Open Compute Global Summit
This year, the annual global Open Compute Project Summit took place in San José (CA) from October 18-20. We were there ourselves and want to share some of our impressions here.

What is the OCP Global Summit?

The Open Compute Project Foundation has been around for twelve years. The Open Compute Project (OCP) Summit is the largest gathering of Open Compute evangelists and is held twice a year - the OCP Regional Summit is held in Europe in the spring and focuses specifically on challenges and solutions in that region, while the OCP Global Summit is held annually in San Jose, California in the fall. At the Global Summit, OCP Foundation members present the latest developments and innovative projects. Central themes of this year's Global Summit had been sustainability, tighter integration of hardware and software, and accelerating systems.

As a preliminary conclusion, it can be said that the Open Compute Project and its community continue to be on the upswing - there were over 3500 attendees on site, making it the largest summit to date. The OCP community now has about 300 members and over 5,000 active participants. The Open Compute market grew 12.5 percent to $18 billion in 2021 - slowed somewhat by COVID-19. The market size is forecast to reach $36 billion in 2026.

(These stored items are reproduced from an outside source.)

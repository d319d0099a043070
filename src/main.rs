use std::sync::Arc;

use anyhow::Context;
use axum::Router;
use tokio::net::TcpListener;

use study_assistant::core::config::AppPaths;
use study_assistant::core::logging;
use study_assistant::server;
use study_assistant::state::AppState;

#[tokio::main]
async fn main() -> anyhow::Result<()> {
    let paths = Arc::new(AppPaths::new());
    logging::init(&paths);

    let state = AppState::initialize(paths)
        .await
        .context("Failed to initialize study assistant")?;

    let bind_addr = format!("{}:{}", state.settings.server.host, state.settings.server.port);
    let listener = TcpListener::bind(&bind_addr)
        .await
        .with_context(|| format!("Failed to bind to {}", bind_addr))?;
    let addr = listener.local_addr()?;
    tracing::info!("Listening on http://{}", addr);

    let app: Router = server::router::router(state);
    axum::serve(listener, app).await.context("Server error")?;

    Ok(())
}
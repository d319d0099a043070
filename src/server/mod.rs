pub mod handlers;
pub mod page;
pub mod router;
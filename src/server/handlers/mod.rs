pub mod api;
pub mod form;
pub mod health;
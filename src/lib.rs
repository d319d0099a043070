pub mod core;
pub mod crew;
pub mod history;
pub mod llm;
pub mod rag;
pub mod server;
pub mod state;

Interesting numbers about the OCP Foundation were announced by its CEO, George Tchaparian, in his keynote speech. Since the publication of the building requirements for OCP-compatible colocation ("Colocation Facility Guidelines for Deployment of Open Racks") in 2020, eight co-location sites have been certified. In addition, there are now 11 "OCP Experience Centers." Here, partner members present or demonstrate their application path for other OCP interested parties through their own show cases. All OCP Experience Centers are currently located in the EMEA region. Six more are planned internationally. 

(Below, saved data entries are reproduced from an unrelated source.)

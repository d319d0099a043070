//! Agent crews: role-specialised agents executing a validated chain of tasks.

pub mod agent;
pub mod executor;
pub mod fence;
pub mod knowledge;
pub mod presets;
pub mod runtime;
pub mod task;

pub use agent::{Agent, AgentTool, RetrievalTool};
pub use executor::AgentExecutor;
pub use fence::strip_code_fence;
pub use knowledge::KnowledgeSource;
pub use presets::{QuestionSetter, TeachingAssistant};
pub use runtime::{Crew, CrewBuilder, CrewOutput, Process};
pub use task::{Task, TaskOutput};
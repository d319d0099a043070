//! Lenient extraction of JSON objects from model output.

use serde_json::Value;

/// Parses `text` as JSON, falling back to the outermost `{...}` span.
pub fn parse_json_from_text(text: &str) -> Option<Value> {
    let trimmed = text.trim();

    if let Ok(v) = serde_json::from_str::<Value>(trimmed) {
        return Some(v);
    }

    let start = trimmed.find('{')?;
    let end = trimmed.rfind('}')?;
    if end <= start {
        return None;
    }
    serde_json::from_str::<Value>(&trimmed[start..=end]).ok()
}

Several keynotes at the Summit emphasized that. the days of Moore's Law and the illusion of infinite growth are numbered be. Reminder:

Moore's Law states that the number of transistors that can fit into an integrated circuit of a fixed size doubles approximately every 2 years.

However, Moore's Law is not a law of nature. In the future, the further growth of data centers and the volumes of data processed there is likely to depend not only on new, increasingly inexpensive technologies, but also heavily on the speed of innovation in the area of software to accelerate and increase efficiency and a decoupling from resource scarcity through circular loops for IT infrastructure. 

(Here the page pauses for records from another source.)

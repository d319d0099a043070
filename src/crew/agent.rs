use std::sync::Arc;

use serde_json::Value;

use super::knowledge::KnowledgeSource;
use crate::core::errors::GenerationError;
use crate::rag::QueryEngine;

/// A named persona that executes tasks. Immutable once the crew is built.
#[derive(Clone)]
pub struct Agent {
    pub role: String,
    pub goal: String,
    pub backstory: String,
    pub tools: Vec<AgentTool>,
    pub knowledge: Vec<Arc<KnowledgeSource>>,
}

impl Agent {
    pub fn new(
        role: impl Into<String>,
        goal: impl Into<String>,
        backstory: impl Into<String>,
    ) -> Self {
        Self {
            role: role.into(),
            goal: goal.into(),
            backstory: backstory.into(),
            tools: Vec::new(),
            knowledge: Vec::new(),
        }
    }

    pub fn with_tool(mut self, tool: AgentTool) -> Self {
        self.tools.push(tool);
        self
    }

    pub fn with_knowledge(mut self, source: Arc<KnowledgeSource>) -> Self {
        self.knowledge.push(source);
        self
    }

    /// The tool called `name`, if this agent holds one. Agents can only invoke their own tools.
    pub fn tool(&self, name: &str) -> Option<&AgentTool> {
        self.tools.iter().find(|tool| tool.name() == name)
    }
}

impl std::fmt::Debug for Agent {
    fn fmt(&self, f: &mut std::fmt::Formatter<'_>) -> std::fmt::Result {
        f.debug_struct("Agent")
            .field("role", &self.role)
            .field(
                "tools",
                &self.tools.iter().map(AgentTool::name).collect::<Vec<_>>(),
            )
            .field("knowledge", &self.knowledge.len())
            .finish()
    }
}

#[derive(Clone)]
pub enum AgentTool {
    Retrieval(RetrievalTool),
}

impl AgentTool {
    pub fn name(&self) -> &str {
        match self {
            AgentTool::Retrieval(tool) => &tool.name,
        }
    }

    pub fn description(&self) -> &str {
        match self {
            AgentTool::Retrieval(tool) => &tool.description,
        }
    }

    /// Argument shape shown to the model in the tool protocol.
    pub fn args_hint(&self) -> &'static str {
        match self {
            AgentTool::Retrieval(_) => r#"{"query":"<search text>"}"#,
        }
    }

    /// `Ok(None)` when the arguments carry nothing usable.
    pub async fn invoke(&self, args: &Value) -> Result<Option<String>, GenerationError> {
        match self {
            AgentTool::Retrieval(tool) => match retrieval_query(args) {
                Some(query) => tool.run(&query).await.map(Some),
                None => Ok(None),
            },
        }
    }
}

/// Wraps a query engine so an agent can look things up in the corpus.
#[derive(Clone)]
pub struct RetrievalTool {
    pub name: String,
    pub description: String,
    pub engine: Arc<dyn QueryEngine>,
}

impl RetrievalTool {
    pub fn new(
        name: impl Into<String>,
        description: impl Into<String>,
        engine: Arc<dyn QueryEngine>,
    ) -> Self {
        Self {
            name: name.into(),
            description: description.into(),
            engine,
        }
    }

    pub async fn run(&self, query: &str) -> Result<String, GenerationError> {
        let response = self.engine.query(query).await?;
        Ok(response.response)
    }
}

fn retrieval_query(args: &Value) -> Option<String> {
    let query = match args {
        Value::String(s) => Some(s.as_str()),
        Value::Object(map) => ["query", "question", "input"]
            .iter()
            .find_map(|key| map.get(*key).and_then(Value::as_str)),
        _ => None,
    }?;

    let query = query.trim();
    if query.is_empty() {
        None
    } else {
        Some(query.to_string())
    }
}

Sustainability is now 5th principle of OCP

Sustainability will become the new, overarching fifth principle for the OCP Foundation, alongside the four previous principles of efficiency, impact (importance for the development of the industry), openness and scalability. To this end, annual reports and a roadmap, as well as new projects, will be included in the work of the Open Compute Community.

The OCP Foundation has launched a series of sustainability projects that are being advanced in an integrated manner in eleven existing projects, such as in the area of servers, cooling systems, data center facility management. For example, the "Cooling" project is conducting intensive research into the causes of and solutions for low adoption of immersion cooling, cold plates and waste heat recovery in the data center. Liquid or immersion cooling can achieve significantly lower power usage effectiveness values (PUEs) of 1.05. This means that only 5 percent energy needs to be applied to the supporting IT infrastructure because a large part of the infrastructure overhead, such as energy-intensive fans, is eliminated. With air cooling, only PUE values of 1.2-1.3 can be achieved in the best case. Another advantage is that, ironically, water consumption is also significantly lower with immersion or water cooling compared to conventional air-water cycles, which could be decisive especially with increasing water scarcity.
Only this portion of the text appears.